Hijazi Ghada, Paschall Anna, Young Sarah P, Smith Brian, Case Laura E, Boggs Tracy, Amarasekara Sathya, Austin Stephanie L, Pendyal Surekha, El-Gharbawy Areeg, Deak Kristen L, Muir Andrew J, Kishnani Priya S
Division of Medical Genetics, Department of Pediatrics, Duke University Medical Center, Durham, NC, USA.
Division of Neonatal-Perinatal Medicine, Department of Pediatrics, Duke University Medical Center, Durham, NC, USA.
Mol Genet Metab Rep. 2021 Nov 11;29:100821. doi: 10.1016/j.ymgmr.2021.100821. eCollection 2021 Dec.
A deficiency of glycogen debrancher enzyme in patients with glycogen storage disease type III (GSD III) manifests with hepatic, cardiac, and muscle involvement in the most common subtype (type a), or with only hepatic involvement in patients with GSD IIIb.
To describe longitudinal biochemical, radiological, muscle strength and ambulation, liver histopathological findings, and clinical outcomes in adults (≥18 years) with glycogen storage disease type III, by a retrospective review of medical records.
Twenty-one adults with GSD IIIa (14 F & 7 M) and four with GSD IIIb (1 F & 3 M) were included in this natural history study. At the most recent visit, the median (range) age and follow-up time were 36 (19-68) and 16 years (0-41), respectively. For the entire cohort: 40% had documented hypoglycemic episodes in adulthood; hepatomegaly and cirrhosis were the most common radiological findings; and 28% developed decompensated liver disease and portal hypertension, the latter being more prevalent in older patients. In the GSD IIIa group, muscle weakness was a major feature, noted in 89% of the GSD IIIa cohort, a third of whom depended on a wheelchair or an assistive walking device. Older individuals tended to show more severe muscle weakness and mobility limitations, compared with younger adults. Asymptomatic left ventricular hypertrophy (LVH) was the most common cardiac manifestation, present in 43%. Symptomatic cardiomyopathy and reduced ejection fraction was evident in 10%. Finally, a urinary biomarker of glycogen storage (Glc) was significantly associated with AST, ALT and CK.

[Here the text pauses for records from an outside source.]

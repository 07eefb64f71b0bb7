use dioxus::prelude::*;
use dioxus_free_icons::icons::fa_solid_icons::FaXmark;
use dioxus_free_icons::Icon;

use crate::listing::editor::{
    DestinationForm, EditTarget, Editor, EntityForm, TourGuideForm, ACTIVITIES, CLIMATES,
    DESTINATION_TYPES, DISTRICTS, PROVINCES,
};

#[component]
fn TextInput(
    label: &'static str,
    value: String,
    kind: Option<&'static str>,
    on_input: EventHandler<String>,
) -> Element {
    rsx!(
        label { class: "form-control",
            span { class: "label-text", "{label}" }
            input {
                class: "input input-bordered",
                r#type: kind.unwrap_or("text"),
                value: "{value}",
                oninput: move |evt| on_input.call(evt.value()),
            }
        }
    )
}

#[component]
fn SelectInput(
    label: &'static str,
    options: Vec<&'static str>,
    value: String,
    on_input: EventHandler<String>,
) -> Element {
    rsx!(
        label { class: "form-control",
            span { class: "label-text", "{label}" }
            select {
                class: "select select-bordered",
                value: "{value}",
                onchange: move |evt| on_input.call(evt.value()),
                option { value: "", disabled: true, "Select {label}" }
                for option in options {
                    option { key: "{option}", value: "{option}", selected: value == option, "{option}" }
                }
            }
        }
    )
}

/// Modal frame shared by the admin editors
fn editor_modal<F: EntityForm + 'static>(
    mut editor: Signal<Editor<F>>,
    on_submit: EventHandler<()>,
    fields: Element,
) -> Element {
    let (target, saving) = {
        let current = editor.read();
        (current.target(), current.is_saving())
    };
    let Some(target) = target else {
        return VNode::empty();
    };
    let heading = match target {
        EditTarget::New => format!("Add {}", F::NOUN),
        EditTarget::Existing(_) => format!("Edit {}", F::NOUN),
    };

    rsx!(
        div { class: "modal modal-open",
            div { class: "modal-box max-w-2xl",
                div { class: "flex justify-between items-center mb-4",
                    h3 { class: "text-lg font-semibold", "{heading}" }
                    button {
                        class: "btn btn-ghost btn-sm",
                        disabled: saving,
                        onclick: move |_| editor.write().close(),
                        Icon { width: 14, height: 14, icon: FaXmark }
                    }
                }
                form {
                    class: "grid md:grid-cols-2 gap-4",
                    onsubmit: move |evt: FormEvent| {
                        evt.prevent_default();
                        on_submit.call(());
                    },
                    {fields}
                    div { class: "modal-action md:col-span-2",
                        button {
                            class: "btn btn-primary",
                            r#type: "submit",
                            disabled: saving,
                            if saving { "Saving..." } else { "Save" }
                        }
                    }
                }
            }
        }
    )
}

#[component]
pub fn DestinationEditor(
    mut editor: Signal<Editor<DestinationForm>>,
    on_submit: EventHandler<()>,
) -> Element {
    let form = editor.read().form().clone();

    let fields = rsx!(
        TextInput {
            label: "Name",
            value: form.name,
            on_input: move |v| editor.write().form_mut().name = v,
        }
        TextInput {
            label: "Image URL",
            value: form.image,
            kind: "url",
            on_input: move |v| editor.write().form_mut().image = v,
        }
        SelectInput {
            label: "Type",
            options: DESTINATION_TYPES.to_vec(),
            value: form.kind,
            on_input: move |v| editor.write().form_mut().kind = v,
        }
        SelectInput {
            label: "Climate",
            options: CLIMATES.to_vec(),
            value: form.climate,
            on_input: move |v| editor.write().form_mut().climate = v,
        }
        SelectInput {
            label: "Province",
            options: PROVINCES.to_vec(),
            value: form.province,
            on_input: move |v| editor.write().form_mut().province = v,
        }
        SelectInput {
            label: "District",
            options: DISTRICTS.to_vec(),
            value: form.district,
            on_input: move |v| editor.write().form_mut().district = v,
        }
        fieldset { class: "md:col-span-2",
            legend { class: "label-text mb-2", "Activities" }
            div { class: "flex flex-wrap gap-4",
                for activity in ACTIVITIES {
                    label { key: "{activity}", class: "flex items-center gap-2",
                        input {
                            class: "checkbox checkbox-sm",
                            r#type: "checkbox",
                            checked: form.activities.iter().any(|a| a == activity),
                            onchange: move |_| editor.write().form_mut().toggle_activity(activity),
                        }
                        "{activity}"
                    }
                }
            }
        }
        label { class: "form-control md:col-span-2",
            span { class: "label-text", "Details (one paragraph per line)" }
            textarea {
                class: "textarea textarea-bordered h-32",
                value: "{form.details}",
                oninput: move |evt| editor.write().form_mut().details = evt.value(),
            }
        }
    );

    editor_modal(editor, on_submit, fields)
}

#[component]
pub fn TourGuideEditor(
    mut editor: Signal<Editor<TourGuideForm>>,
    on_submit: EventHandler<()>,
) -> Element {
    let form = editor.read().form().clone();
    let is_new = editor.read().target() == Some(EditTarget::New);

    let fields = rsx!(
        TextInput {
            label: "Name",
            value: form.name,
            on_input: move |v| editor.write().form_mut().name = v,
        }
        TextInput {
            label: "Email",
            value: form.email,
            kind: "email",
            on_input: move |v| editor.write().form_mut().email = v,
        }
        if is_new {
            TextInput {
                label: "Password",
                value: form.password,
                kind: "password",
                on_input: move |v| editor.write().form_mut().password = v,
            }
            TextInput {
                label: "Review Count",
                value: form.review_count,
                kind: "number",
                on_input: move |v| editor.write().form_mut().review_count = v,
            }
        }
        TextInput {
            label: "NIC",
            value: form.nic,
            on_input: move |v| editor.write().form_mut().nic = v,
        }
        TextInput {
            label: "Telephone",
            value: form.telephone,
            kind: "tel",
            on_input: move |v| editor.write().form_mut().telephone = v,
        }
        TextInput {
            label: "License Number",
            value: form.license_number,
            on_input: move |v| editor.write().form_mut().license_number = v,
        }
        TextInput {
            label: "Address",
            value: form.address,
            on_input: move |v| editor.write().form_mut().address = v,
        }
    );

    editor_modal(editor, on_submit, fields)
}
use futures::StreamExt;
use pearl::{
    chat::{thread_id, ChatWindow, LocalMessageStore, MessageStream},
    error::chat::ChatError,
    model::chat::ChatPartner,
    session::Identity,
};
use pearl_test_utils::prelude::*;

fn partner(id: i64, name: &str) -> ChatPartner {
    ChatPartner {
        id: id.to_string(),
        name: name.to_string(),
        details: None,
    }
}

#[tokio::test]
/// Expect a tourist and a guide to share one thread and see each other's messages in order
async fn tourist_and_guide_share_thread() {
    let store = LocalMessageStore::new();

    let mut tourist = ChatWindow::new(
        &Identity::from_token(Some(&token::tourist())),
        vec![partner(TEST_GUIDE_ID, "Nimal Perera")],
    )
    .unwrap();
    let mut guide = ChatWindow::new(
        &Identity::from_token(Some(&token::tour_guide())),
        vec![partner(TEST_TOURIST_ID, "Peter Maxwell")],
    )
    .unwrap();

    let thread = tourist.thread_id().unwrap();
    assert_eq!(Some(thread.clone()), guide.thread_id());
    assert_eq!(thread, thread_id("1", "7"));

    let mut tourist_feed = store.subscribe(&thread).unwrap();
    let mut guide_feed = store.subscribe(&thread).unwrap();

    let (participants, message) = tourist.compose("  Hello, are you free in June?  ").unwrap();
    store
        .send([participants[0].as_str(), participants[1].as_str()], message)
        .await
        .unwrap();
    let (participants, message) = guide.compose("Yes, from the 1st").unwrap();
    store
        .send([participants[0].as_str(), participants[1].as_str()], message)
        .await
        .unwrap();

    for _ in 0..2 {
        tourist.receive(tourist_feed.next().await.unwrap());
        guide.receive(guide_feed.next().await.unwrap());
    }

    assert_eq!(tourist.messages(), guide.messages());
    assert_eq!(tourist.messages()[0].text, "Hello, are you free in June?");
    assert_eq!(tourist.messages()[0].sender_name, "Peter Maxwell");
    assert!(tourist.is_own(&tourist.messages()[0]));
    assert!(!guide.is_own(&guide.messages()[0]));
    assert!(tourist.messages()[0].order_key() < tourist.messages()[1].order_key());

    let summary = store.thread(&thread).unwrap();
    assert_eq!(summary.last_message.as_deref(), Some("Yes, from the 1st"));
    assert_eq!(summary.participants.len(), 2);
}

#[tokio::test]
/// Expect a late subscriber to receive the thread history
async fn late_subscriber_gets_history() {
    let store = LocalMessageStore::new();
    let window = ChatWindow::new(
        &Identity::from_token(Some(&token::tourist())),
        vec![partner(TEST_GUIDE_ID, "Nimal Perera")],
    )
    .unwrap();

    for text in ["one", "two", "three"] {
        let (participants, message) = window.compose(text).unwrap();
        store
            .send([participants[0].as_str(), participants[1].as_str()], message)
            .await
            .unwrap();
    }

    let feed = store.subscribe(&window.thread_id().unwrap()).unwrap();
    let history: Vec<String> = feed.take(3).map(|m| m.text).collect().await;

    assert_eq!(history, vec!["one", "two", "three"]);
}

#[tokio::test]
/// Expect blank messages and anonymous users to be refused
async fn refuses_blank_and_anonymous() {
    let window = ChatWindow::new(
        &Identity::from_token(Some(&token::tourist())),
        vec![partner(TEST_GUIDE_ID, "Nimal Perera")],
    )
    .unwrap();

    assert_eq!(window.compose("   ").err(), Some(ChatError::BlankMessage));
    assert_eq!(
        ChatWindow::new(&Identity::Anonymous, vec![]).err(),
        Some(ChatError::NotSignedIn)
    );

    let empty = ChatWindow::new(&Identity::from_token(Some(&token::tourist())), vec![]).unwrap();
    assert_eq!(empty.compose("hi").err(), Some(ChatError::NoPartnerSelected));
}
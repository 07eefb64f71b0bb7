use thiserror::Error;

use crate::{
    error::UnexpectedError,
    model::notice::{IntoNotice, Notice},
};

#[derive(Error, Debug)]
pub enum ConfigError {
    #[error("Missing required environment variable: {0}")]
    MissingEnvVar(String),
    #[error("Invalid value for environment variable {var}: {reason}")]
    InvalidEnvValue { var: String, reason: String },
}

impl IntoNotice for ConfigError {
    fn into_notice(self) -> Notice {
        UnexpectedError(self, "The application is misconfigured.").into_notice()
    }
}
use dioxus_logger::tracing;
use thiserror::Error;

use crate::model::notice::{IntoNotice, Notice};

#[derive(Error, Debug, Clone, PartialEq)]
pub enum ApiError {
    #[error("Failed to send request to {endpoint}: {reason}")]
    Transport { endpoint: String, reason: String },
    #[error("Request to {endpoint} failed with status {status}: {message}")]
    Status {
        endpoint: String,
        status: u16,
        message: String,
    },
    #[error("Failed to parse response from {endpoint}: {reason}")]
    Decode { endpoint: String, reason: String },
    #[error("Failed to encode request body for {endpoint}: {reason}")]
    Encode { endpoint: String, reason: String },
}

impl ApiError {
    pub fn status(&self) -> Option<u16> {
        match self {
            Self::Status { status, .. } => Some(*status),
            _ => None,
        }
    }

    pub fn is_not_found(&self) -> bool {
        self.status() == Some(404)
    }
}

impl IntoNotice for ApiError {
    fn into_notice(self) -> Notice {
        match &self {
            Self::Transport { .. } => {
                tracing::warn!("{}", self);

                Notice::error("Could not reach the server, please check your connection.")
            }
            Self::Status {
                status, message, ..
            } if (400..500).contains(status) => {
                tracing::debug!("{}", self);

                Notice::error(message.clone())
            }
            Self::Status { .. } => {
                tracing::error!("{}", self);

                Notice::error("The server ran into a problem, please try again.")
            }
            Self::Decode { .. } | Self::Encode { .. } => {
                tracing::error!("{}", self);

                Notice::error("An unexpected error occurred.")
            }
        }
    }
}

GSD III is a multisystem disorder in which a multidisciplinary approach with regular clinical, biochemical, radiological and functional (physical therapy assessment) follow-up is required. Despite dietary modification, hepatic and myopathic disease progression is evident in adults, with muscle weakness as the major cause of morbidity. Consequently, definitive therapies that address the underlying cause of the disease to correct both liver and muscle are needed.
糖原贮积病III型(GSD III)患者中糖原脱支酶缺乏在最常见的亚型(a型)中表现为肝脏、心脏和肌肉受累,而在GSD IIIb型患者中仅表现为肝脏受累。
通过回顾病历描述成年(≥18岁)糖原贮积病III型患者的纵向生化、放射学、肌肉力量和步行能力、肝脏组织病理学发现及临床结局。
本自然史研究纳入了21例GSD IIIa型患者(14例女性和7例男性)和4例GSD IIIb型患者(1例女性和3例男性)。在最近一次就诊时,年龄中位数(范围)和随访时间分别为36岁(19 - 68岁)和16年(0 - 41年)。对于整个队列:40%的患者在成年期有低血糖发作记录;肝肿大和肝硬化是最常见的放射学表现;28%的患者发生失代偿性肝病和门静脉高压,后者在老年患者中更常见。在GSD IIIa组中,肌肉无力是主要特征,在89%的GSD IIIa队列中可见,其中三分之一的患者依赖轮椅或辅助步行设备。与年轻成年人相比,老年人往往表现出更严重的肌肉无力和活动受限。无症状左心室肥厚(LVH)是最常见的心脏表现,占43%。有症状的心肌病和射血分数降低在10%的患者中明显。最后,糖原贮积的尿生物标志物(Glc)与AST、ALT和CK显著相关。
GSD III是一种多系统疾病,需要采用多学科方法,进行定期的临床、生化、放射学和功能(物理治疗评估)随访。尽管进行了饮食调整,但成人中肝脏和肌病仍有明显进展,肌肉无力是发病的主要原因。因此,需要针对疾病根本原因的确定性疗法来纠正肝脏和肌肉问题。